Le but : faire diversion

Le but est donc de faire diversion : comme le rappelle Alex Mahoudeau, « au-delà du maintien de l’existant, le camp politique conservateur n’a, fondamentalement, rien à proposer » (p. 137). Ce camp masque ainsi sa politique néolibérale et autoritaire en mettant en scène « des conflits de ‘valeurs’, précisément, ou d’esthétique » (p. 137), qui lui évitent d’avoir à aborder d’autres sujets. Ne cédant pas à la duperie rhétorique et aux tourbillons discursifs des entrepreneurs de la panique morale, Alex Mahoudeau rappelle que « les discours constitutifs de la panique woke s’appuient en fin de compte sur l’idée qu’il n’y a en effet ‘qu’une seule politique possible’, mélange de libéralisme économique (notamment orienté sur la défense d’un ensemble de ‘valeurs’ dont la définition varie au gré des besoins), de suffisamment de filets de sécurité sociale pour justifier de son existence, tout en ayant définitivement intégré le modèle de la pénalisation des ‘assistés’, de solutions policières aux problèmes sociaux et du fait que c’est aux individus d’assumer la charge de la mobilité sociale en s’élevant individuellement par leur travail, plutôt que collectivement par leurs luttes » (p. 136-137).

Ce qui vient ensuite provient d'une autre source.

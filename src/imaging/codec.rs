//! Decode/encode helpers around the `image` crate.
//!
//! Encoders write to a hidden temporary sibling and rename it into place, so a
//! reader never observes a half-written derivative.

use std::fs::File;
use std::io::{BufWriter, Write};
use std::path::{Path, PathBuf};

use image::codecs::gif::GifEncoder;
use image::codecs::jpeg::JpegEncoder;
use image::codecs::png::{CompressionType, FilterType, PngEncoder};
use image::codecs::webp::WebPEncoder;
use image::{DynamicImage, ExtendedColorType, ImageEncoder, ImageFormat};

use super::ImageProcessingError;

/// Detect the format of an encoded image from its leading bytes.
pub fn detect_format(bytes: &[u8]) -> Option<ImageFormat> {
    image::guess_format(bytes).ok()
}

/// Read and decode an image, returning it with its detected format.
pub fn decode_file(path: &Path) -> Result<(DynamicImage, ImageFormat), ImageProcessingError> {
    let bytes = std::fs::read(path)?;
    let format = detect_format(&bytes).ok_or_else(|| {
        ImageProcessingError::UnsupportedFormat(format!("unrecognized image data in {}", path.display()))
    })?;
    let image = image::load_from_memory_with_format(&bytes, format)
        .map_err(ImageProcessingError::Decode)?;
    Ok((image, format))
}

/// Map the 0-9 PNG level onto the encoder's compression presets.
pub fn png_compression(level: u8) -> CompressionType {
    match level {
        0..=3 => CompressionType::Fast,
        4..=6 => CompressionType::Default,
        _ => CompressionType::Best,
    }
}

/// Encoding parameters
#[derive(Debug, Clone, Copy)]
pub struct EncodeSettings {
    /// JPEG quality (0-100)
    pub quality: u8,
    /// PNG compression level (0-9)
    pub png_level: u8,
}

/// Encode `image` as `format` into `path`.
pub fn encode_file(
    image: &DynamicImage,
    format: ImageFormat,
    settings: EncodeSettings,
    path: &Path,
) -> Result<(), ImageProcessingError> {
    let temp_path = temp_sibling(path);
    let result = write_encoded(image, format, settings, &temp_path);
    if let Err(e) = result {
        let _ = std::fs::remove_file(&temp_path);
        return Err(e);
    }
    std::fs::rename(&temp_path, path)?;
    Ok(())
}

/// Byte-copy `from` to `to` through a temporary sibling.
pub fn copy_file(from: &Path, to: &Path) -> Result<(), ImageProcessingError> {
    if from == to {
        return Ok(());
    }
    let temp_path = temp_sibling(to);
    if let Err(e) = std::fs::copy(from, &temp_path) {
        let _ = std::fs::remove_file(&temp_path);
        return Err(e.into());
    }
    std::fs::rename(&temp_path, to)?;
    Ok(())
}

fn write_encoded(
    image: &DynamicImage,
    format: ImageFormat,
    settings: EncodeSettings,
    path: &Path,
) -> Result<(), ImageProcessingError> {
    let mut writer = BufWriter::new(File::create(path)?);
    let (width, height) = (image.width(), image.height());

    match format {
        ImageFormat::Jpeg => {
            // JPEG has no alpha channel
            let rgb = image.to_rgb8();
            JpegEncoder::new_with_quality(&mut writer, settings.quality.clamp(1, 100))
                .write_image(rgb.as_raw(), width, height, ExtendedColorType::Rgb8)
                .map_err(ImageProcessingError::Encode)?;
        }
        ImageFormat::Png => {
            let encoder = PngEncoder::new_with_quality(
                &mut writer,
                png_compression(settings.png_level),
                FilterType::Adaptive,
            );
            // Transparency is kept whenever the source has an alpha channel
            let written = if image.color().has_alpha() {
                let rgba = image.to_rgba8();
                encoder.write_image(rgba.as_raw(), width, height, ExtendedColorType::Rgba8)
            } else {
                let rgb = image.to_rgb8();
                encoder.write_image(rgb.as_raw(), width, height, ExtendedColorType::Rgb8)
            };
            written.map_err(ImageProcessingError::Encode)?;
        }
        ImageFormat::Gif => {
            let rgba = image.to_rgba8();
            GifEncoder::new(&mut writer)
                .encode(rgba.as_raw(), width, height, ExtendedColorType::Rgba8)
                .map_err(ImageProcessingError::Encode)?;
        }
        ImageFormat::WebP => {
            let rgba = image.to_rgba8();
            WebPEncoder::new_lossless(&mut writer)
                .write_image(rgba.as_raw(), width, height, ExtendedColorType::Rgba8)
                .map_err(ImageProcessingError::Encode)?;
        }
        other => {
            return Err(ImageProcessingError::UnsupportedFormat(format!(
                "cannot encode {:?}",
                other
            )));
        }
    }

    writer.flush()?;
    Ok(())
}

fn temp_sibling(path: &Path) -> PathBuf {
    let name = path
        .file_name()
        .map(|n| n.to_string_lossy().into_owned())
        .unwrap_or_default();
    path.with_file_name(format!(".{}.tmp", name))
}
//! Path validation against a storage root.
//!
//! Every relative path supplied by a caller goes through [`PathValidator`]
//! before any storage operation touches it.
//!
//! # Security
//!
//! - Paths containing `..` are rejected outright
//! - Characters that are unsafe on common filesystems (`< > : " \ | ? *`) are rejected
//! - For local roots, existing paths are canonicalized (resolving symlinks) and
//!   must stay inside the canonical root
//! - Paths that do not exist yet are authorized through their nearest existing
//!   ancestor, which is canonicalized and checked the same way

use std::path::{Component, Path, PathBuf};

use thiserror::Error;

/// Characters never accepted in a relative path.
pub const FORBIDDEN_PATH_CHARS: &[char] = &['<', '>', ':', '"', '\\', '|', '?', '*'];

/// Reasons a relative path is rejected.
#[derive(Debug, Error)]
pub enum PathError {
    /// The path contains a `..` sequence
    #[error("Path traversal (..) not allowed: {0}")]
    Traversal(String),

    /// The path contains a forbidden character
    #[error("Path contains forbidden character '{character}': {path}")]
    ForbiddenCharacter { path: String, character: char },

    /// The path contains a NUL byte
    #[error("Path contains a null byte")]
    NullByte,

    /// The resolved path lies outside the storage root
    #[error("Path escapes storage root: {0}")]
    EscapesRoot(String),

    /// The storage root itself cannot be resolved
    #[error("Storage root is not accessible: {path}: {source}")]
    RootUnavailable {
        path: PathBuf,
        #[source]
        source: std::io::Error,
    },
}

/// The location that bounds every operation.
#[derive(Debug, Clone, PartialEq, Eq)]
pub enum StorageRoot {
    /// A directory on the local filesystem
    Local(PathBuf),
    /// A bucket and key prefix in an object store
    Object { bucket: String, prefix: String },
}

impl StorageRoot {
    /// Display form used in log lines
    pub fn display(&self) -> String {
        match self {
            StorageRoot::Local(path) => path.display().to_string(),
            StorageRoot::Object { bucket, prefix } => format!("s3://{}/{}", bucket, prefix),
        }
    }

    /// The local directory, if this is a filesystem root
    pub fn local_path(&self) -> Option<&Path> {
        match self {
            StorageRoot::Local(path) => Some(path),
            StorageRoot::Object { .. } => None,
        }
    }
}

/// Normalize a caller-supplied relative path: strip surrounding slashes and
/// collapse empty segments. The empty string denotes the root.
pub fn normalize_relative(path: &str) -> String {
    path.split('/')
        .filter(|segment| !segment.is_empty() && *segment != ".")
        .collect::<Vec<_>>()
        .join("/")
}

/// Validates relative paths against a [`StorageRoot`].
#[derive(Debug, Clone)]
pub struct PathValidator {
    root: StorageRoot,
}

impl PathValidator {
    /// Create a validator bound to `root`
    pub fn new(root: StorageRoot) -> Self {
        Self { root }
    }

    /// The root this validator authorizes against
    pub fn root(&self) -> &StorageRoot {
        &self.root
    }

    /// Validate `path`, returning its normalized relative form.
    ///
    /// The empty path denotes the root itself and is always valid.
    pub fn validate(&self, path: &str) -> Result<String, PathError> {
        check_lexical(path)?;
        let normalized = normalize_relative(path);

        if let StorageRoot::Local(base) = &self.root {
            let base_canonical =
                base.canonicalize()
                    .map_err(|source| PathError::RootUnavailable {
                        path: base.clone(),
                        source,
                    })?;
            authorize_local(&base_canonical, base, &normalized)?;
        }

        Ok(normalized)
    }

    /// Validate `path` and join it onto a local root.
    ///
    /// Returns `None` for object roots, which have no filesystem location.
    pub fn resolve_local(&self, path: &str) -> Result<Option<PathBuf>, PathError> {
        let normalized = self.validate(path)?;
        Ok(self.root.local_path().map(|base| {
            if normalized.is_empty() {
                base.to_path_buf()
            } else {
                base.join(&normalized)
            }
        }))
    }
}

/// Checks that need no filesystem access.
fn check_lexical(path: &str) -> Result<(), PathError> {
    if path.contains("..") {
        return Err(PathError::Traversal(path.to_string()));
    }
    if path.contains('\0') {
        return Err(PathError::NullByte);
    }
    if let Some(character) = path.chars().find(|c| FORBIDDEN_PATH_CHARS.contains(c)) {
        return Err(PathError::ForbiddenCharacter {
            path: path.to_string(),
            character,
        });
    }
    Ok(())
}

/// Authorize `relative` under `base`, walking up to the nearest existing
/// ancestor when the path does not exist yet.
fn authorize_local(base_canonical: &Path, base: &Path, relative: &str) -> Result<(), PathError> {
    if relative.is_empty() {
        return Ok(());
    }

    let full = base.join(relative);
    if full
        .components()
        .any(|component| matches!(component, Component::ParentDir))
    {
        return Err(PathError::Traversal(relative.to_string()));
    }

    // symlink_metadata so that dangling links still count as existing entries
    if full.symlink_metadata().is_ok() {
        let canonical = full
            .canonicalize()
            .map_err(|_| PathError::EscapesRoot(relative.to_string()))?;
        if !canonical.starts_with(base_canonical) {
            return Err(PathError::EscapesRoot(relative.to_string()));
        }
        return Ok(());
    }

    let parent = match relative.rsplit_once('/') {
        Some((parent, _)) => parent,
        None => "",
    };
    if parent.is_empty() {
        return Ok(());
    }
    authorize_local(base_canonical, base, parent)
}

Pour toutes ces raisons, et parce que ce livre est probablement le seul à proposer une analyse aussi rigoureuse et précise des coulisses des paniques morales à l’heure où j’écris ces lignes, cet ouvrage ne peut être que chaleureusement recommandé à toutes celles et tous ceux qui s’intéressent à la revitalisation de l’alt-right à la française, à ses guerres culturelles et à son occupation violente de l’espace médiatique. Ainsi, La Panique woke rappelle que ces controverses morales doivent d’abord être traitées, voire combattues pour ce qu’elles sont : des écrans de fumée qui permettent à des idéologies économiques et sociales autoritaires de mettre silencieusement en place un arsenal politique redoutablement efficace, tandis que se répandent dans l’espace médiatique les diversions criminelles que constituent les paniques morales.

Albin Wagener est chercheur en sciences du langage, rattaché à l’Université Rennes 2 et à l’INALCO.